#### [DATA EXTRACT]
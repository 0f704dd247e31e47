//! guildcache - tiered Discord entity cache
//!
//! ## Architecture
//!
//! - `model` - Guild, channel, role and user snapshots
//! - `cache` - The `DiscordCache` contract and its memory, Redis and HTTP backends
//! - `events` - Gateway event parsing and the dispatcher feeding the cache
//! - `rest` - Discord REST lookups for read-through misses
//! - `memo` - Expiring in-process memo tables (Moka)
//! - `proxy` - Account/system/guild configuration cache over MongoDB
//! - `config` - Environment configuration
//! - `database` - MongoDB integration

pub mod cache;
pub mod config;
pub mod database;
pub mod error;
pub mod events;
pub mod memo;
pub mod model;
pub mod proxy;
pub mod rest;

pub use error::{CacheError, EntityKind, Result};
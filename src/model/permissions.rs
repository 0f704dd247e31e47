//! Permission sets and the channel permission calculation.

use std::ops::{BitAnd, BitOr, BitOrAssign, Not};

use super::{Channel, ChannelType, Guild, OverwriteType};

/// Discord permission bitset.
#[derive(Debug, Clone, Copy, PartialEq, Eq, Hash, Default)]
pub struct Permissions(u64);

impl Permissions {
    pub const CREATE_INSTANT_INVITE: Self = Self(1 << 0);
    pub const KICK_MEMBERS: Self = Self(1 << 1);
    pub const BAN_MEMBERS: Self = Self(1 << 2);
    pub const ADMINISTRATOR: Self = Self(1 << 3);
    pub const MANAGE_CHANNELS: Self = Self(1 << 4);
    pub const MANAGE_GUILD: Self = Self(1 << 5);
    pub const ADD_REACTIONS: Self = Self(1 << 6);
    pub const VIEW_AUDIT_LOG: Self = Self(1 << 7);
    pub const PRIORITY_SPEAKER: Self = Self(1 << 8);
    pub const STREAM: Self = Self(1 << 9);
    pub const VIEW_CHANNEL: Self = Self(1 << 10);
    pub const SEND_MESSAGES: Self = Self(1 << 11);
    pub const SEND_TTS_MESSAGES: Self = Self(1 << 12);
    pub const MANAGE_MESSAGES: Self = Self(1 << 13);
    pub const EMBED_LINKS: Self = Self(1 << 14);
    pub const ATTACH_FILES: Self = Self(1 << 15);
    pub const READ_MESSAGE_HISTORY: Self = Self(1 << 16);
    pub const MENTION_EVERYONE: Self = Self(1 << 17);
    pub const USE_EXTERNAL_EMOJIS: Self = Self(1 << 18);
    pub const VIEW_GUILD_INSIGHTS: Self = Self(1 << 19);
    pub const CONNECT: Self = Self(1 << 20);
    pub const SPEAK: Self = Self(1 << 21);
    pub const MUTE_MEMBERS: Self = Self(1 << 22);
    pub const DEAFEN_MEMBERS: Self = Self(1 << 23);
    pub const MOVE_MEMBERS: Self = Self(1 << 24);
    pub const USE_VAD: Self = Self(1 << 25);
    pub const CHANGE_NICKNAME: Self = Self(1 << 26);
    pub const MANAGE_NICKNAMES: Self = Self(1 << 27);
    pub const MANAGE_ROLES: Self = Self(1 << 28);
    pub const MANAGE_WEBHOOKS: Self = Self(1 << 29);

    pub const ALL: Self = Self(u64::MAX);

    /// What a user can do in a DM channel.
    pub const DM: Self = Self(
        Self::VIEW_CHANNEL.0
            | Self::SEND_MESSAGES.0
            | Self::READ_MESSAGE_HISTORY.0
            | Self::ADD_REACTIONS.0
            | Self::ATTACH_FILES.0
            | Self::EMBED_LINKS.0
            | Self::USE_EXTERNAL_EMOJIS.0
            | Self::CONNECT.0
            | Self::SPEAK.0
            | Self::USE_VAD.0,
    );

    const NEEDS_VIEW_CHANNEL: Self = Self(
        Self::SEND_MESSAGES.0
            | Self::SEND_TTS_MESSAGES.0
            | Self::MANAGE_MESSAGES.0
            | Self::EMBED_LINKS.0
            | Self::ATTACH_FILES.0
            | Self::READ_MESSAGE_HISTORY.0
            | Self::MENTION_EVERYONE.0
            | Self::USE_EXTERNAL_EMOJIS.0
            | Self::ADD_REACTIONS.0
            | Self::CONNECT.0
            | Self::SPEAK.0
            | Self::MUTE_MEMBERS.0
            | Self::DEAFEN_MEMBERS.0
            | Self::MOVE_MEMBERS.0
            | Self::USE_VAD.0
            | Self::STREAM.0
            | Self::PRIORITY_SPEAKER.0,
    );

    const NEEDS_SEND_MESSAGES: Self = Self(
        Self::MENTION_EVERYONE.0 | Self::SEND_TTS_MESSAGES.0 | Self::ATTACH_FILES.0 | Self::EMBED_LINKS.0,
    );

    pub const fn from_bits(bits: u64) -> Self {
        Self(bits)
    }

    pub const fn bits(self) -> u64 {
        self.0
    }

    pub const fn empty() -> Self {
        Self(0)
    }

    pub const fn contains(self, other: Self) -> bool {
        self.0 & other.0 == other.0
    }

    /// Clear `deny`, then set `allow`.
    fn overwrite(self, allow: u64, deny: u64) -> Self {
        Self((self.0 & !deny) | allow)
    }
}

impl BitOr for Permissions {
    type Output = Self;

    fn bitor(self, rhs: Self) -> Self {
        Self(self.0 | rhs.0)
    }
}

impl BitOrAssign for Permissions {
    fn bitor_assign(&mut self, rhs: Self) {
        self.0 |= rhs.0;
    }
}

impl BitAnd for Permissions {
    type Output = Self;

    fn bitand(self, rhs: Self) -> Self {
        Self(self.0 & rhs.0)
    }
}

impl Not for Permissions {
    type Output = Self;

    fn not(self) -> Self {
        Self(!self.0)
    }
}

impl Guild {
    /// Permissions of the @everyone role, whose id is the guild id.
    pub fn everyone_permissions(&self) -> Permissions {
        self.role(self.id)
            .map(|role| Permissions::from_bits(role.permissions))
            .unwrap_or_default()
    }

    /// Guild-level permissions for a member, before channel overwrites.
    pub fn member_permissions(&self, user_id: u64, role_ids: &[u64]) -> Permissions {
        if self.owner_id == user_id {
            return Permissions::ALL;
        }

        let perms = self
            .roles
            .iter()
            .filter(|role| role.id == self.id || role_ids.contains(&role.id))
            .fold(Permissions::empty(), |acc, role| acc | Permissions::from_bits(role.permissions));

        if perms.contains(Permissions::ADMINISTRATOR) {
            return Permissions::ALL;
        }
        perms
    }
}

impl Channel {
    /// Apply this channel's overwrites for a member of `guild_id`.
    pub fn apply_overwrites(&self, perms: Permissions, guild_id: u64, user_id: u64, role_ids: &[u64]) -> Permissions {
        let (mut everyone, mut roles, mut member) = ((0, 0), (0, 0), (0, 0));

        for overwrite in &self.permission_overwrites {
            let slot = match overwrite.kind {
                OverwriteType::Role if overwrite.id == guild_id => &mut everyone,
                OverwriteType::Role if role_ids.contains(&overwrite.id) => &mut roles,
                OverwriteType::Member if overwrite.id == user_id => &mut member,
                _ => continue,
            };
            slot.0 |= overwrite.allow;
            slot.1 |= overwrite.deny;
        }

        perms
            .overwrite(everyone.0, everyone.1)
            .overwrite(roles.0, roles.1)
            .overwrite(member.0, member.1)
    }
}

/// Effective permissions of a user in `channel`.
///
/// `channel` must already be the root channel when the target is a thread.
/// `member_roles` is `None` for users without a member object, who only get
/// the @everyone role.
pub fn channel_permissions(guild: &Guild, channel: &Channel, user_id: u64, member_roles: Option<&[u64]>) -> Permissions {
    if matches!(channel.kind, ChannelType::Dm | ChannelType::GroupDm) {
        return Permissions::DM;
    }

    let Some(role_ids) = member_roles else {
        return guild.everyone_permissions();
    };

    let base = guild.member_permissions(user_id, role_ids);
    if base == Permissions::ALL {
        return base;
    }

    let mut perms = channel.apply_overwrites(base, guild.id, user_id, role_ids);

    if !perms.contains(Permissions::VIEW_CHANNEL) {
        perms = perms & !Permissions::NEEDS_VIEW_CHANNEL;
    }
    if !perms.contains(Permissions::SEND_MESSAGES) {
        perms = perms & !Permissions::NEEDS_SEND_MESSAGES;
    }
    perms
}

#### [WHAT YOU SHOULD DO]
Repeat only the stretch of lines starting at the one containing "the @everyone role." and running to the final line of the entries above.

#### [TASK RESULT]
/// the @everyone role.
pub fn channel_permissions(guild: &Guild, channel: &Channel, user_id: u64, member_roles: Option<&[u64]>) -> Permissions {
    if matches!(channel.kind, ChannelType::Dm | ChannelType::GroupDm) {
        return Permissions::DM;
    }

    let Some(role_ids) = member_roles else {
        return guild.everyone_permissions();
    };

    let base = guild.member_permissions(user_id, role_ids);
    if base == Permissions::ALL {
        return base;
    }

    let mut perms = channel.apply_overwrites(base, guild.id, user_id, role_ids);

    if !perms.contains(Permissions::VIEW_CHANNEL) {
        perms = perms & !Permissions::NEEDS_VIEW_CHANNEL;
    }
    if !perms.contains(Permissions::SEND_MESSAGES) {
        perms = perms & !Permissions::NEEDS_SEND_MESSAGES;
    }
    perms
}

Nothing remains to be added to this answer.